In September 2012, video-sharing website YouTube put up a 14-minute clip of Innocence of Muslims, produced by an American that was disrespectful of Islam, Muslims and the Prophet Muhammad, which sent a wave of protests throughout the Muslim world. In Pakistan, complete mayhem broke out: 30 people were killed and over 300 were injured.

The 12 cartoons published on 30 September 2005 by the Danish newspaper Jyllands-Posten of Prophet Muhammad, and which the Muslims found extremely and deliberately offensive, led to attempts on the life of the cartoonist and arson attempt made on the newspaper office.

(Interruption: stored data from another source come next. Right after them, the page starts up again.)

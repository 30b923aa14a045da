//! Local store error-message, atomic-write-safety, and layout integration tests.
//! Storage: ~/.chama/store/<collection>/<key>.yaml

use assert_fs::prelude::*;
use chama_core::{
    store::{self, FileStore, LocalStore},
    types::{Collection, EntityKind, FinancialRecord, ProvisionalId, RecordStatus, UserId},
    StoreError,
};
use chrono::Utc;
use predicates::prelude::predicate;
use std::fs;

const BORROWINGS: Collection = Collection::Records(EntityKind::Borrowing);

fn record(id: &str) -> FinancialRecord {
    let now = Utc::now();
    FinancialRecord {
        provisional_id: ProvisionalId::from(id),
        canonical_id: None,
        kind: EntityKind::Borrowing,
        status: RecordStatus::Pending,
        amount: 5000,
        created_by: UserId::from("alice"),
        notes: None,
        related_to: None,
        sync_flag: false,
        created_at: now,
        updated_at: now,
    }
}

// ---------------------------------------------------------------------------
// 1. Load error messages
// ---------------------------------------------------------------------------

#[test]
fn corrupt_yaml_returns_parse_error_with_path() {
    let home = assert_fs::TempDir::new().expect("tempdir");
    let dir = store::store_root_at(home.path()).join("borrowings");
    fs::create_dir_all(&dir).expect("mkdir");
    fs::write(dir.join("p1.yaml"), b": : corrupt : yaml : !!!\n  - broken: [unclosed")
        .expect("write");

    let store = FileStore::open_at(home.path()).expect("open");
    let err = store.get::<FinancialRecord>(BORROWINGS, "p1").unwrap_err();
    assert!(matches!(err, StoreError::Parse { .. }), "got: {err}");
    assert!(err.to_string().contains("p1.yaml"), "must contain file path, got: {err}");
}

#[test]
fn list_surfaces_parse_errors_instead_of_skipping() {
    let home = assert_fs::TempDir::new().expect("tempdir");
    let store = FileStore::open_at(home.path()).expect("open");
    store.insert(&record("good")).expect("insert");
    fs::write(
        store::entity_path(store.root(), BORROWINGS, "bad"),
        b"- this is a list, not a mapping\n",
    )
    .expect("write");

    let err = store.list::<FinancialRecord>(BORROWINGS).unwrap_err();
    assert!(matches!(err, StoreError::Parse { .. }), "got: {err}");
}

// ---------------------------------------------------------------------------
// 2. Atomic write safety
// ---------------------------------------------------------------------------

#[test]
fn mid_write_crash_leaves_original_intact() {
    let home = assert_fs::TempDir::new().expect("tempdir");
    let store = FileStore::open_at(home.path()).expect("open");
    store.insert(&record("p1")).expect("insert");

    let path = store::entity_path(store.root(), BORROWINGS, "p1");
    let original_bytes = fs::read(&path).expect("read original");

    // Simulate crash: .tmp written but process died before rename
    let tmp = path.with_file_name("p1.yaml.tmp");
    fs::write(&tmp, b"CRASH - INCOMPLETE WRITE").expect("write crash tmp");

    assert_eq!(original_bytes, fs::read(&path).expect("read after crash"));
    let listed: Vec<FinancialRecord> = store.list(BORROWINGS).expect("list ignores .tmp");
    assert_eq!(listed.len(), 1);
}

#[test]
fn entity_file_has_owner_only_mode() {
    let home = assert_fs::TempDir::new().expect("tempdir");
    let store = FileStore::open_at(home.path()).expect("open");
    store.insert(&record("p1")).expect("insert");

    home.child(".chama/store/borrowings/p1.yaml")
        .assert(predicate::path::exists());

    #[cfg(unix)]
    {
        use std::os::unix::fs::PermissionsExt;
        let path = store::entity_path(store.root(), BORROWINGS, "p1");
        let mode = fs::metadata(&path).expect("meta").permissions().mode() & 0o777;
        assert_eq!(mode, 0o600, "expected 0600, got {mode:o}");
    }
}

// ---------------------------------------------------------------------------
// 3. Listing
// ---------------------------------------------------------------------------

#[test]
fn list_is_sorted_and_deterministic() {
    let home = assert_fs::TempDir::new().expect("tempdir");
    let store = FileStore::open_at(home.path()).expect("open");
    store.insert(&record("zulu")).expect("insert");
    store.insert(&record("alpha")).expect("insert");

    let list: Vec<FinancialRecord> = store.list(BORROWINGS).expect("list");
    let keys: Vec<_> = list.iter().map(|r| r.provisional_id.0.as_str()).collect();
    assert_eq!(keys, ["alpha", "zulu"]);
}

#[test]
fn find_by_canonical_matches_issued_code_only() {
    let home = assert_fs::TempDir::new().expect("tempdir");
    let store = FileStore::open_at(home.path()).expect("open");
    let mut approved = record("p1");
    approved.canonical_id = Some("BR0003".into());
    store.insert(&approved).expect("insert");
    store.insert(&record("p2")).expect("insert");

    let found: FinancialRecord = store
        .find_by_canonical(BORROWINGS, "BR0003")
        .expect("find")
        .expect("present");
    assert_eq!(found.provisional_id.0, "p1");
    assert!(store
        .find_by_canonical::<FinancialRecord>(BORROWINGS, "BR0004")
        .expect("find")
        .is_none());
}

#[test]
fn collections_are_isolated() {
    let home = assert_fs::TempDir::new().expect("tempdir");
    let store = FileStore::open_at(home.path()).expect("open");
    let mut deposit = record("d1");
    deposit.kind = EntityKind::Deposit;
    store.insert(&deposit).expect("insert");
    store.insert(&record("b1")).expect("insert");

    let deposits: Vec<FinancialRecord> = store
        .list(Collection::Records(EntityKind::Deposit))
        .expect("list");
    assert_eq!(deposits.len(), 1);
    home.child(".chama/store/deposits/d1.yaml")
        .assert(predicate::path::exists());
}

Khalid Zaheer, an eminent religious scholar and vice-president of Al-Mawrid, a foundation for Islamic research and education, explained: “People come to the streets for issues about which they are sensitised by their scholars. Blasphemy is a topic that concerns the ulema (scholars) more because they have literature speaking against it.”

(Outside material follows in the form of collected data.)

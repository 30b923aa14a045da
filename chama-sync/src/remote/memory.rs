//! In-process [`RemoteStore`].

use std::collections::BTreeMap;
use std::sync::{Mutex, MutexGuard};

use async_trait::async_trait;
use tokio::sync::mpsc;

use chama_core::types::Collection;

use super::{ChangeEvent, ChangeKind, ChangeStream, RemoteStore};
use crate::document::Document;
use crate::error::SyncError;

#[derive(Debug, Default)]
struct Inner {
    offline: bool,
    documents: BTreeMap<Collection, BTreeMap<String, Document>>,
    subscribers: BTreeMap<Collection, Vec<mpsc::UnboundedSender<ChangeEvent>>>,
    writes: u64,
}

impl Inner {
    fn ensure_online(&self) -> Result<(), SyncError> {
        if self.offline {
            return Err(SyncError::TransientIo("remote is offline".to_string()));
        }
        Ok(())
    }

    fn notify(&mut self, collection: Collection, event: ChangeEvent) {
        if let Some(subscribers) = self.subscribers.get_mut(&collection) {
            subscribers.retain(|tx| tx.send(event.clone()).is_ok());
        }
    }
}

/// Documents held in memory, with subscriptions fanned out over channels.
///
/// Every successful `set` notifies every subscriber of the collection,
/// including the device that wrote it.
#[derive(Debug, Default)]
pub struct MemoryRemote {
    inner: Mutex<Inner>,
}

impl MemoryRemote {
    pub fn new() -> Self {
        Self::default()
    }

    fn guard(&self) -> Result<MutexGuard<'_, Inner>, SyncError> {
        self.inner
            .lock()
            .map_err(|_| SyncError::TransientIo("remote state poisoned".to_string()))
    }

    /// Simulate losing (or regaining) connectivity.
    pub fn set_offline(&self, offline: bool) {
        if let Ok(mut inner) = self.inner.lock() {
            inner.offline = offline;
        }
    }

    pub fn get(&self, collection: Collection, key: &str) -> Option<Document> {
        let inner = self.inner.lock().ok()?;
        inner.documents.get(&collection)?.get(key).cloned()
    }

    /// Number of successful `set` calls so far.
    pub fn write_count(&self) -> u64 {
        self.inner.lock().map(|inner| inner.writes).unwrap_or(0)
    }

    /// Delete a document and notify subscribers with [`ChangeKind::Removed`].
    pub fn remove(&self, collection: Collection, key: &str) -> Result<bool, SyncError> {
        let mut inner = self.guard()?;
        inner.ensure_online()?;
        let removed = inner
            .documents
            .get_mut(&collection)
            .and_then(|docs| docs.remove(key))
            .is_some();
        if removed {
            inner.notify(
                collection,
                ChangeEvent {
                    kind: ChangeKind::Removed,
                    key: key.to_string(),
                    document: Document::new(),
                },
            );
        }
        Ok(removed)
    }
}

#[async_trait]
impl RemoteStore for MemoryRemote {
    async fn set(
        &self,
        collection: Collection,
        key: &str,
        document: Document,
    ) -> Result<(), SyncError> {
        let mut inner = self.guard()?;
        inner.ensure_online()?;
        let previous = inner
            .documents
            .entry(collection)
            .or_default()
            .insert(key.to_string(), document.clone());
        inner.writes += 1;
        let kind = if previous.is_some() {
            ChangeKind::Modified
        } else {
            ChangeKind::Added
        };
        inner.notify(
            collection,
            ChangeEvent {
                kind,
                key: key.to_string(),
                document,
            },
        );
        Ok(())
    }

    async fn subscribe(&self, collection: Collection) -> Result<ChangeStream, SyncError> {
        let mut inner = self.guard()?;
        inner.ensure_online()?;
        let (tx, rx) = mpsc::unbounded_channel();
        inner.subscribers.entry(collection).or_default().push(tx);
        Ok(ChangeStream::new(rx))
    }

    async fn fetch_all(&self, collection: Collection) -> Result<Vec<(String, Document)>, SyncError> {
        let inner = self.guard()?;
        inner.ensure_online()?;
        Ok(inner
            .documents
            .get(&collection)
            .map(|docs| {
                docs.iter()
                    .map(|(key, doc)| (key.clone(), doc.clone()))
                    .collect()
            })
            .unwrap_or_default())
    }
}
//! Size-based rotation of the daemon log files.
//!
//! `daemon.log` → `daemon.log.1` → … → `daemon.log.<keep>`; the oldest copy
//! is dropped. The live file is recreated empty so appenders keep working.

use std::fs;
use std::io;
use std::path::{Path, PathBuf};

#[derive(Debug, Clone, Copy, PartialEq, Eq)]
pub struct RotationPolicy {
    pub max_bytes: u64,
    pub keep: usize,
}

impl Default for RotationPolicy {
    /// 10 MiB, five copies.
    fn default() -> Self {
        Self {
            max_bytes: 10 * 1024 * 1024,
            keep: 5,
        }
    }
}

impl RotationPolicy {
    /// Rotate `log` if it has reached `max_bytes`.
    ///
    /// Returns whether a rotation happened. A missing file is not an error.
    pub fn rotate_if_needed(&self, log: &Path) -> io::Result<bool> {
        let size = match fs::metadata(log) {
            Ok(meta) => meta.len(),
            Err(err) if err.kind() == io::ErrorKind::NotFound => return Ok(false),
            Err(err) => return Err(err),
        };
        if size < self.max_bytes || self.keep == 0 {
            return Ok(false);
        }

        let oldest = numbered_path(log, self.keep);
        if oldest.exists() {
            fs::remove_file(&oldest)?;
        }
        for n in (1..self.keep).rev() {
            let from = numbered_path(log, n);
            if from.exists() {
                fs::rename(&from, numbered_path(log, n + 1))?;
            }
        }
        fs::rename(log, numbered_path(log, 1))?;
        fs::File::create(log)?;
        Ok(true)
    }
}

/// Rotate both daemon logs under `home`; failures are logged per file.
pub fn rotate_logs(home: &Path) {
    let policy = RotationPolicy::default();
    for log in [
        crate::paths::stdout_log_path(home),
        crate::paths::stderr_log_path(home),
    ] {
        match policy.rotate_if_needed(&log) {
            Ok(true) => tracing::info!(path = %log.display(), "log file rotated"),
            Ok(false) => {}
            Err(err) => tracing::warn!(path = %log.display(), error = %err, "log rotation failed"),
        }
    }
}

/// `daemon.log` + 2 → `daemon.log.2`.
fn numbered_path(base: &Path, n: usize) -> PathBuf {
    let name = base
        .file_name()
        .and_then(|s| s.to_str())
        .unwrap_or("daemon.log");
    base.with_file_name(format!("{name}.{n}"))
}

But he said: “Killing in the name of Islam is either considered an exaggerated propaganda, justified jihad, or atrocities done by some enemies who have conspired to malign Islam.” He said the narrow view of the world that is taught in madrassas and promoted in mosques causes non-issues to be made a matter of life and death and real issues to be ignored as if they don’t exist.

Haneef also attributed the inaction on the street to lack of response to the episode by the religious parties. He added: “Since the victims in this case are not Muslims (although some reports suggested that a few of them were Muslims) and since the accused here claim some kind of Islam, therefore, there has been understandable inertia on the part of Islamic parties to criticise BH.”

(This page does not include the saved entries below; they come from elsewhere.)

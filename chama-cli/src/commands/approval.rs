//! `chama vote`, `chama release`, `chama close`

use anyhow::{Context, Result};
use clap::Args;

use chama_core::types::{RecordStatus, UserId};

use super::record::status_label;
use super::{open_ledger, resolve_record};
use crate::VoteActionArg;

/// Cast or change a vote on a record.
#[derive(Args, Debug)]
pub struct VoteArgs {
    /// Provisional id or canonical code.
    pub id: String,

    /// approve | reject
    pub action: VoteActionArg,

    /// Member casting the vote.
    #[arg(long)]
    pub by: String,
}

/// Release approved funds (treasurer only).
#[derive(Args, Debug)]
pub struct ReleaseArgs {
    pub id: String,

    /// Member releasing the funds; must hold the treasurer role.
    #[arg(long)]
    pub by: String,
}

/// Close an active record.
#[derive(Args, Debug)]
pub struct CloseArgs {
    pub id: String,
}

impl VoteArgs {
    pub fn run(self) -> Result<()> {
        let ledger = open_ledger()?;
        let record = resolve_record(&ledger, &self.id)?;
        let outcome = ledger
            .record_vote(&record.provisional_id, &UserId::from(self.by.clone()), self.action.0)
            .with_context(|| format!("failed to record vote on {}", record.display_id()))?;
        let tally = ledger.tally(&record.provisional_id)?;

        let verb = if outcome.replaced { "Changed" } else { "Recorded" };
        println!(
            "✓ {verb} {} vote by '{}' on {}",
            self.action,
            self.by,
            record.display_id()
        );
        println!(
            "  {}/{} approvals, status {}",
            tally.approves,
            tally.threshold,
            status_label(outcome.status)
        );
        if outcome.status == RecordStatus::Approved && record.status != RecordStatus::Approved {
            let approved = ledger.find_record(&record.provisional_id)?;
            println!("  Quorum met; issued {}", approved.display_id());
        }
        Ok(())
    }
}

impl ReleaseArgs {
    pub fn run(self) -> Result<()> {
        let ledger = open_ledger()?;
        let record = resolve_record(&ledger, &self.id)?;
        let released = ledger
            .release_funds(&record.provisional_id, &UserId::from(self.by.clone()))
            .with_context(|| format!("failed to release {}", record.display_id()))?;

        println!(
            "✓ Released {} ({} {}) by '{}'",
            released.display_id(),
            released.kind,
            released.amount,
            self.by
        );
        Ok(())
    }
}

impl CloseArgs {
    pub fn run(self) -> Result<()> {
        let ledger = open_ledger()?;
        let record = resolve_record(&ledger, &self.id)?;
        let closed = ledger
            .close(&record.provisional_id)
            .with_context(|| format!("failed to close {}", record.display_id()))?;
        println!("✓ Closed {}", closed.display_id());
        Ok(())
    }
}
//! Treasurer-only release of approved funds.

use chama_core::types::{
    Collection, EntityKind, FinancialRecord, ProvisionalId, RecordStatus, UserId,
};
use chama_core::{LocalStore, MembershipProvider};

use crate::error::LedgerError;
use crate::ledger::Ledger;

fn ensure_releasable(record: &FinancialRecord) -> Result<(), LedgerError> {
    if record.status.is_released() {
        return Err(LedgerError::InvalidState(format!(
            "{} has already been released",
            record.display_id()
        )));
    }
    if record.status == RecordStatus::Rejected {
        return Err(LedgerError::InvalidState(format!(
            "{} was rejected",
            record.display_id()
        )));
    }
    Ok(())
}

impl<S: LocalStore, M: MembershipProvider> Ledger<S, M> {
    /// Move an approved record to Active.
    ///
    /// Checks, in order: the caller is the treasurer, the record is not
    /// already released or rejected, quorum holds right now. Status, a
    /// missing canonical id, and the sync metadata are written together.
    pub fn release_funds(
        &self,
        entity_id: &ProvisionalId,
        caller: &UserId,
    ) -> Result<FinancialRecord, LedgerError> {
        let authorized = self
            .members
            .role_of(caller)?
            .is_some_and(|role| role.can_release_funds());
        if !authorized {
            tracing::warn!(caller = %caller, entity = %entity_id, "release refused");
            return Err(LedgerError::Unauthorized {
                user: caller.clone(),
                action: "release funds",
            });
        }

        let record = self.find_record(entity_id)?;
        ensure_releasable(&record)?;
        let tally = self.tally(entity_id)?;
        if !tally.met {
            return Err(LedgerError::InvalidState(format!(
                "quorum not met for {}: {}/{} approvals",
                record.display_id(),
                tally.approves,
                tally.threshold
            )));
        }

        let last_issued = match record.canonical_id {
            Some(_) => None,
            None => self.last_issued(record.kind)?,
        };
        let released = self.commit_with_canonical(&record, last_issued, |next| {
            ensure_releasable(next)?;
            next.status = RecordStatus::Active;
            Ok(())
        })?;
        tracing::info!(
            id = %released.provisional_id,
            canonical = %released.display_id(),
            by = %caller,
            amount = released.amount,
            "funds released",
        );

        // The release is committed; closing the borrowing is a follow-up
        // that the next release against it retries.
        if released.kind == EntityKind::Repayment {
            if let Some(borrowing) = &released.related_to {
                if let Err(err) = self.close_if_settled(borrowing) {
                    tracing::warn!(
                        repayment = %released.display_id(),
                        borrowing = %borrowing,
                        error = %err,
                        "could not close settled borrowing",
                    );
                }
            }
        }
        Ok(released)
    }

    /// Close an Active borrowing once its released repayments cover it.
    ///
    /// Returns the closed borrowing, or `None` when nothing changed.
    pub fn close_if_settled(
        &self,
        borrowing: &ProvisionalId,
    ) -> Result<Option<FinancialRecord>, LedgerError> {
        let Some(loan) = self
            .store
            .get::<FinancialRecord>(Collection::Records(EntityKind::Borrowing), &borrowing.0)?
        else {
            return Ok(None);
        };
        if loan.status != RecordStatus::Active {
            return Ok(None);
        }

        let repaid: i64 = self
            .list(EntityKind::Repayment)?
            .iter()
            .filter(|r| r.related_to.as_ref() == Some(borrowing) && r.status.is_released())
            .map(|r| r.amount)
            .sum();
        if repaid < loan.amount {
            tracing::debug!(
                borrowing = %loan.display_id(),
                repaid,
                owed = loan.amount,
                "borrowing not yet settled",
            );
            return Ok(None);
        }
        self.close(borrowing).map(Some)
    }
}
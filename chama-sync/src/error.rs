//! Error types for chama-sync.

use std::path::PathBuf;

use thiserror::Error;

use chama_core::StoreError;
use chama_ledger::LedgerError;

/// All errors that can arise from push, pull, and remote operations.
#[derive(Debug, Error)]
pub enum SyncError {
    /// The remote store could not be reached. Retried on the next cycle.
    #[error("remote unavailable: {0}")]
    TransientIo(String),

    /// A remote call exceeded `remote_timeout_ms`.
    #[error("remote call timed out after {0} ms")]
    Timeout(u64),

    /// An error from the local store.
    #[error("store error: {0}")]
    Store(#[from] StoreError),

    /// A ledger follow-up to a pulled change failed.
    #[error("ledger error: {0}")]
    Ledger(#[from] LedgerError),

    /// A remote document could not be decoded into the expected entity.
    #[error("malformed document {collection}/{key}: {reason}")]
    MalformedDocument {
        collection: String,
        key: String,
        reason: String,
    },

    /// An I/O error, with annotated path for context.
    #[error("I/O error at {path}: {source}")]
    Io {
        path: PathBuf,
        #[source]
        source: std::io::Error,
    },

    /// JSON serialization/deserialization error.
    #[error("document JSON error: {0}")]
    Json(#[from] serde_json::Error),

    /// Filesystem watcher setup failed.
    #[error("watcher error: {0}")]
    Notify(#[from] notify::Error),
}

impl SyncError {
    /// Failures the next scheduled cycle may recover from.
    pub fn is_transient(&self) -> bool {
        matches!(self, SyncError::TransientIo(_) | SyncError::Timeout(_))
    }
}

/// Convenience constructor for [`SyncError::Io`].
pub(crate) fn io_err(path: impl Into<PathBuf>, source: std::io::Error) -> SyncError {
    SyncError::Io {
        path: path.into(),
        source,
    }
}
//! Votes, quorum arithmetic, and the vote-driven status transitions.
//!
//! The active member count is read from the membership provider on every
//! evaluation. Votes from users who are no longer active members are kept on
//! disk but do not count.

use chrono::Utc;
use serde::Serialize;

use chama_core::settings::RevotePolicy;
use chama_core::types::{
    next_timestamp, ApprovalVote, Collection, FinancialRecord, ProvisionalId, RecordStatus,
    UserId, VoteAction,
};
use chama_core::{Entity, LocalStore, MemberRoster, MembershipProvider};

use crate::error::LedgerError;
use crate::ledger::Ledger;

/// Approvals needed out of `active_members`: ⌈2n/3⌉, never below one.
pub fn quorum_threshold(active_members: usize) -> usize {
    ((active_members * 2 + 2) / 3).max(1)
}

/// Snapshot of the votes on one record.
#[derive(Debug, Clone, Copy, PartialEq, Eq, Serialize)]
pub struct Tally {
    pub approves: usize,
    pub rejects: usize,
    pub threshold: usize,
    pub active_members: usize,
    pub met: bool,
}

impl Tally {
    /// Enough rejections that the threshold can no longer be reached.
    pub fn approval_impossible(&self) -> bool {
        self.rejects > self.active_members.saturating_sub(self.threshold)
    }
}

/// Result of [`Ledger::record_vote`].
#[derive(Debug, Clone, PartialEq, Eq)]
pub struct VoteOutcome {
    pub vote: ApprovalVote,
    /// An earlier vote by the same member was overwritten.
    pub replaced: bool,
    /// Record status after the quorum transition (if any) ran.
    pub status: RecordStatus,
}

Unfortunately, pointed out Haneef: “Common Muslims are reluctant to take up issues involving atrocities against non-Muslims. Few people understand that these atrocities are in the name of Islam — Islam is being hurt here — yet they don’t feel compelled enough to raise their voice against BH.”

The same sentiment was endorsed by peace activist, Dr Pervez Hoodbhoy, who is also an academic. “I am sure that most Muslims do not approve of Muslims killing non-Muslims or other Muslims, but this does not raise passions in the same way.”

He also said: “Most Muslims today do disapprove of the mass abduction and sale of the Nigerian girls, but they prefer silence. There is vague discomfort that being too loud might cause Islamic fundamentals to come under scrutiny, something that is best avoided in these dangerous times.”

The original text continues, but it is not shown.